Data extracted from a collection

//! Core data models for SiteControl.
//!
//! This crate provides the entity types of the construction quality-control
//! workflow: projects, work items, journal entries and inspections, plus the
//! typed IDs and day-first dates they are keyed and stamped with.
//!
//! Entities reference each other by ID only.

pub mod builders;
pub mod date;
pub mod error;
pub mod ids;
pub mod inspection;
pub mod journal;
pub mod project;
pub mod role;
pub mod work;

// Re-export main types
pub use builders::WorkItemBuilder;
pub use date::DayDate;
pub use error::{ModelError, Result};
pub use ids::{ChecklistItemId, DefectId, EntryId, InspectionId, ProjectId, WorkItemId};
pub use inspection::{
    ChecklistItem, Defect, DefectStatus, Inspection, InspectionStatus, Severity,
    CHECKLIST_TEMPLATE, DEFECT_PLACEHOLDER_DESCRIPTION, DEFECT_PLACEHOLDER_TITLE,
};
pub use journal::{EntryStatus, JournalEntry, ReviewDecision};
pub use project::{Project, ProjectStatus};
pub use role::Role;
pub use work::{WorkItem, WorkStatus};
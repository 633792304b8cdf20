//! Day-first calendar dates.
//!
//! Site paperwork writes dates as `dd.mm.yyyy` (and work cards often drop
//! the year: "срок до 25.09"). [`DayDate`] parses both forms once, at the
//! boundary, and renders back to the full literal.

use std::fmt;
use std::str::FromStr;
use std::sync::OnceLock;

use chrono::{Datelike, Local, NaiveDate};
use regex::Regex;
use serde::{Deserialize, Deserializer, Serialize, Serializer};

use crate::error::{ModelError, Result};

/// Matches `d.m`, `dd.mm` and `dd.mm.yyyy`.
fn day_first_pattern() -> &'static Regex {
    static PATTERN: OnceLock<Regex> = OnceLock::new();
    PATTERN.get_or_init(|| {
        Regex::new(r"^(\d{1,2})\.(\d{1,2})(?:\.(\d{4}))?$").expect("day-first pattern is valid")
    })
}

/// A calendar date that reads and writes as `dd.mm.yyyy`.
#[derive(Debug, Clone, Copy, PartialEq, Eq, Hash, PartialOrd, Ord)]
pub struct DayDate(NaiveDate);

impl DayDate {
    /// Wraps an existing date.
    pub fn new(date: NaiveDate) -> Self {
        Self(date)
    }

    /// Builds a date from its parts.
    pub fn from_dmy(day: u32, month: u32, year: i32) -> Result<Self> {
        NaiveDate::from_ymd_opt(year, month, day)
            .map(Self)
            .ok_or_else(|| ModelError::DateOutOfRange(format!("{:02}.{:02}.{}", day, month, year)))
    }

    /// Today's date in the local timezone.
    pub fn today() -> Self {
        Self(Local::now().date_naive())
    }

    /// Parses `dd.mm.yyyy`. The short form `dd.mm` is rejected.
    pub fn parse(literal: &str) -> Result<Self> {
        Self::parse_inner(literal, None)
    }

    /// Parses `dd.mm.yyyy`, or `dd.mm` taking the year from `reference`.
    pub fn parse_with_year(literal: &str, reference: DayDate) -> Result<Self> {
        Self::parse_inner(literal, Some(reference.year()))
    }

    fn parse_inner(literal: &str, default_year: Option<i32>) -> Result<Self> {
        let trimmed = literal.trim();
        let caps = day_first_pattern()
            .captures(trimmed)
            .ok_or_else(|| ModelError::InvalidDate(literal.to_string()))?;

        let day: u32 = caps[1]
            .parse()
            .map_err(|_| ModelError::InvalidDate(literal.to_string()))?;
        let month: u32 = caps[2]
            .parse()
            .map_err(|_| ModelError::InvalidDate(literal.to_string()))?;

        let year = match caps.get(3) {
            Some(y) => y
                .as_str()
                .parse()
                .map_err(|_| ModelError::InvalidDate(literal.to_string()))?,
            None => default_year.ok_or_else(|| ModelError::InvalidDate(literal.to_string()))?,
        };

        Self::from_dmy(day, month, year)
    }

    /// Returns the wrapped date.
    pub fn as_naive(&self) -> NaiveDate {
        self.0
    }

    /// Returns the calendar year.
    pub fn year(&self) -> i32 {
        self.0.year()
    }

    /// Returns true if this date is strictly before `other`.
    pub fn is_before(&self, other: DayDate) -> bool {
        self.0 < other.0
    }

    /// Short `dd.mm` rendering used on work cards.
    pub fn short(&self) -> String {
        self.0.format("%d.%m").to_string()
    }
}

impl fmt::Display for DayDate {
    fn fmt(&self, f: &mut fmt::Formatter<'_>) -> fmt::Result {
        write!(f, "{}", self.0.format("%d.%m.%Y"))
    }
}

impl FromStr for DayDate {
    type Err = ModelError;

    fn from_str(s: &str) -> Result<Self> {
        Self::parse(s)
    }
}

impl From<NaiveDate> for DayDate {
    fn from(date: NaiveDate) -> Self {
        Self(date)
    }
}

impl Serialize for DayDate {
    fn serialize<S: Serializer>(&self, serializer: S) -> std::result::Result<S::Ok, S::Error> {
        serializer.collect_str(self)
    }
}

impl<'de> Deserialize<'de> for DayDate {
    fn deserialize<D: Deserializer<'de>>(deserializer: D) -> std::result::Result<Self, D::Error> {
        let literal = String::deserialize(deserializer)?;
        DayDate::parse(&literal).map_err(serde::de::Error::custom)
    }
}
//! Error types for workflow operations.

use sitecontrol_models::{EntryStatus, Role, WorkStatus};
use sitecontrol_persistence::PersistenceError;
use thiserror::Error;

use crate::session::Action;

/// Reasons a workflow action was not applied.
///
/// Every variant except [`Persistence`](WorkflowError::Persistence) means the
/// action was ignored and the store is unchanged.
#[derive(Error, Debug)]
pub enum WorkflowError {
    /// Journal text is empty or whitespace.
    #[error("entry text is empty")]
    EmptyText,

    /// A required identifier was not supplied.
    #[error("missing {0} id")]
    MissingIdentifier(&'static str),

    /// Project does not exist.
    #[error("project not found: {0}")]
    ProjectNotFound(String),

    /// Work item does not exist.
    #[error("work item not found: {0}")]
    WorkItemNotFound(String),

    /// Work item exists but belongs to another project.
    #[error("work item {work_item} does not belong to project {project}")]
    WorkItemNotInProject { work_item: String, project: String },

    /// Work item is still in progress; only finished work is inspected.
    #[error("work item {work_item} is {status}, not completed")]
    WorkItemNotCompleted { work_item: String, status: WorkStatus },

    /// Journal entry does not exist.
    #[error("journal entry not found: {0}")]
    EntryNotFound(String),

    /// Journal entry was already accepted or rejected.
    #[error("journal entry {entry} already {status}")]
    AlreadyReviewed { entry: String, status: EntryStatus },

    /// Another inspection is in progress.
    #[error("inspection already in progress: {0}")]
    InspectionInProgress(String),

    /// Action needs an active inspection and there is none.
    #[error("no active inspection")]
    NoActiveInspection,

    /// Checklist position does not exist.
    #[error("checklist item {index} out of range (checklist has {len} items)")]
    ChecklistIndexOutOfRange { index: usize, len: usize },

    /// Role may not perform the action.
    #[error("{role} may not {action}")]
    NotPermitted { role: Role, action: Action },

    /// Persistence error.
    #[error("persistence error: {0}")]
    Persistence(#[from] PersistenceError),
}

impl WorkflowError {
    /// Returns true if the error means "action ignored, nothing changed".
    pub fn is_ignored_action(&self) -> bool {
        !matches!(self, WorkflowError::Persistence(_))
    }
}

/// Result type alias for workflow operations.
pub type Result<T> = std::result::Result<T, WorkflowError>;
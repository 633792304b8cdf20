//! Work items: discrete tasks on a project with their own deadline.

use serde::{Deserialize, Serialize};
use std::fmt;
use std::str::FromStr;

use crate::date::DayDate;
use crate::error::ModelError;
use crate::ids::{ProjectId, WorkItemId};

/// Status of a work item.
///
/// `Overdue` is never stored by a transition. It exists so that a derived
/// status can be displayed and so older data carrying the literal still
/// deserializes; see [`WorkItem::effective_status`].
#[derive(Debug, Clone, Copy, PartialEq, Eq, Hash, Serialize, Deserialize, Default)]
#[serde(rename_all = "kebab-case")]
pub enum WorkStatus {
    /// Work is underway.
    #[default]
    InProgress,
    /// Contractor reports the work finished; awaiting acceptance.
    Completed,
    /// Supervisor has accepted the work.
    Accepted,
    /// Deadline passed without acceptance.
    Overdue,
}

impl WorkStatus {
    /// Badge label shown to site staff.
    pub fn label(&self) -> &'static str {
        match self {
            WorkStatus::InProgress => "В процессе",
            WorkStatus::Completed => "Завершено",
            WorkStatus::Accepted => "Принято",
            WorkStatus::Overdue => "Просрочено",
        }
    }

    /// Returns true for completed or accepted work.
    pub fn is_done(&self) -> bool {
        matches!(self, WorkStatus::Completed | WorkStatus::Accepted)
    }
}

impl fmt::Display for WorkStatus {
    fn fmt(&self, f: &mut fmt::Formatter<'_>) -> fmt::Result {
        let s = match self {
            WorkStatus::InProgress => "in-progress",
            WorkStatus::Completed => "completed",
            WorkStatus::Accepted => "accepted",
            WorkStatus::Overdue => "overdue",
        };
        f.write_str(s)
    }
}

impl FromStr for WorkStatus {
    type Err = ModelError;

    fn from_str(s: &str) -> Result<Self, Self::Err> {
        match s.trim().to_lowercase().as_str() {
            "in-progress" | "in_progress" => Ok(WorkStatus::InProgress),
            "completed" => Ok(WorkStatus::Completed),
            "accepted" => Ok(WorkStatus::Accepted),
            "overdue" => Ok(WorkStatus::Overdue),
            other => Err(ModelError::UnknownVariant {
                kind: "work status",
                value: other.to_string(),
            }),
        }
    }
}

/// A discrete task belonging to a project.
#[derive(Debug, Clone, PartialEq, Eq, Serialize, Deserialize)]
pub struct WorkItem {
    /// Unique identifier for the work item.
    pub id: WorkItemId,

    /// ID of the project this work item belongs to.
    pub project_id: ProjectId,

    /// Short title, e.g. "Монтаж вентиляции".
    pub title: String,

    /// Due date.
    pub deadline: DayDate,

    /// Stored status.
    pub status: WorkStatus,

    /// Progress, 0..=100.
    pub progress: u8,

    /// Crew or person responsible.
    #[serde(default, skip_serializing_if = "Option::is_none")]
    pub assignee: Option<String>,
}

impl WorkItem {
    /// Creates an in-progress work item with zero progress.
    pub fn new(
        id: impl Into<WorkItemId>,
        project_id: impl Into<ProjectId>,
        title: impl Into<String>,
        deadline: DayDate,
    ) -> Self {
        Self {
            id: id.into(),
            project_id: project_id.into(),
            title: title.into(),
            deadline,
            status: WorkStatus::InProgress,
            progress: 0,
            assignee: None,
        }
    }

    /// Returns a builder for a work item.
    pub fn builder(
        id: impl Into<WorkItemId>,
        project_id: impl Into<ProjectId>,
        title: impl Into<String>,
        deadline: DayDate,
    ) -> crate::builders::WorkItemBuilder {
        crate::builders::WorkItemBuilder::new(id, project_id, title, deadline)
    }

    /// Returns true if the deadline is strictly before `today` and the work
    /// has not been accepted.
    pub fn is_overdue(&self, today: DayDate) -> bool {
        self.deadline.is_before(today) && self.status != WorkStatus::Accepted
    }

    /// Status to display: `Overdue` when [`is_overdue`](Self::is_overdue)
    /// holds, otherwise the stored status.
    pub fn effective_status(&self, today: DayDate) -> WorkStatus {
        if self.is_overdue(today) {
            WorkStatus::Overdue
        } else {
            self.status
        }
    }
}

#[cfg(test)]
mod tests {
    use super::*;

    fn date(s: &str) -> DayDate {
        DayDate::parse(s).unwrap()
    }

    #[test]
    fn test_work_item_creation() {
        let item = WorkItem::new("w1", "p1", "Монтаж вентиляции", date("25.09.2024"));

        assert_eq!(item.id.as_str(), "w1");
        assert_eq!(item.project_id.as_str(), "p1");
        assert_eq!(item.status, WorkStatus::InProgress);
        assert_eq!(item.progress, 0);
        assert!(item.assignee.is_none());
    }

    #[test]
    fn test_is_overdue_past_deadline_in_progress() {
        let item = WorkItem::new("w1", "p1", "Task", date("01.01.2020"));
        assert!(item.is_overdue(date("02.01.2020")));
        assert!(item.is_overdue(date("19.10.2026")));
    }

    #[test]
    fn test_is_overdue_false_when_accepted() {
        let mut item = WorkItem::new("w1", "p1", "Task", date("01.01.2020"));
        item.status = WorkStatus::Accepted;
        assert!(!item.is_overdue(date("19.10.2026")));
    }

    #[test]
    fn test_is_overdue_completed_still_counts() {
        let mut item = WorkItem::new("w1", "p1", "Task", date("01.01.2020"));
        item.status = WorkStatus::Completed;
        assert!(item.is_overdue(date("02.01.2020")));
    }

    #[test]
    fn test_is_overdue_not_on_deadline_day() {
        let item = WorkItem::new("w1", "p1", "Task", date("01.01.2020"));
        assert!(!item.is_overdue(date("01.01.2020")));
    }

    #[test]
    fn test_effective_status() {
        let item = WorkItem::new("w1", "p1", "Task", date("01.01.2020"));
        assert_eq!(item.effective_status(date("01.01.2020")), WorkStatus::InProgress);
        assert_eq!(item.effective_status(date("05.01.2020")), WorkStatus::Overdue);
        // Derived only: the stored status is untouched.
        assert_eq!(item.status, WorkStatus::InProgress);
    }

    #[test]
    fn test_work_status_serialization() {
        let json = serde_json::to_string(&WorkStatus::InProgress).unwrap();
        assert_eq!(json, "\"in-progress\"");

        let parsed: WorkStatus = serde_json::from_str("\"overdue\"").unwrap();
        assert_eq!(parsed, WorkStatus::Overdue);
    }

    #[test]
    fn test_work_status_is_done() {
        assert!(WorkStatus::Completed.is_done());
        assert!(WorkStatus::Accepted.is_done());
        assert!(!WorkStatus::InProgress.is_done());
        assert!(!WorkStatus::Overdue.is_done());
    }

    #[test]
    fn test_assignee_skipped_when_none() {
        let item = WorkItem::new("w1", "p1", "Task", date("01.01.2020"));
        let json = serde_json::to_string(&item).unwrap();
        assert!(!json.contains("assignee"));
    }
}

• Task goal: Lines in the data that hold "only" must be located and copied.

• Task solution:
//! Entities reference each other by ID only.
    /// Work item is still in progress; only finished work is inspected.
        // Derived only: the stored status is untouched.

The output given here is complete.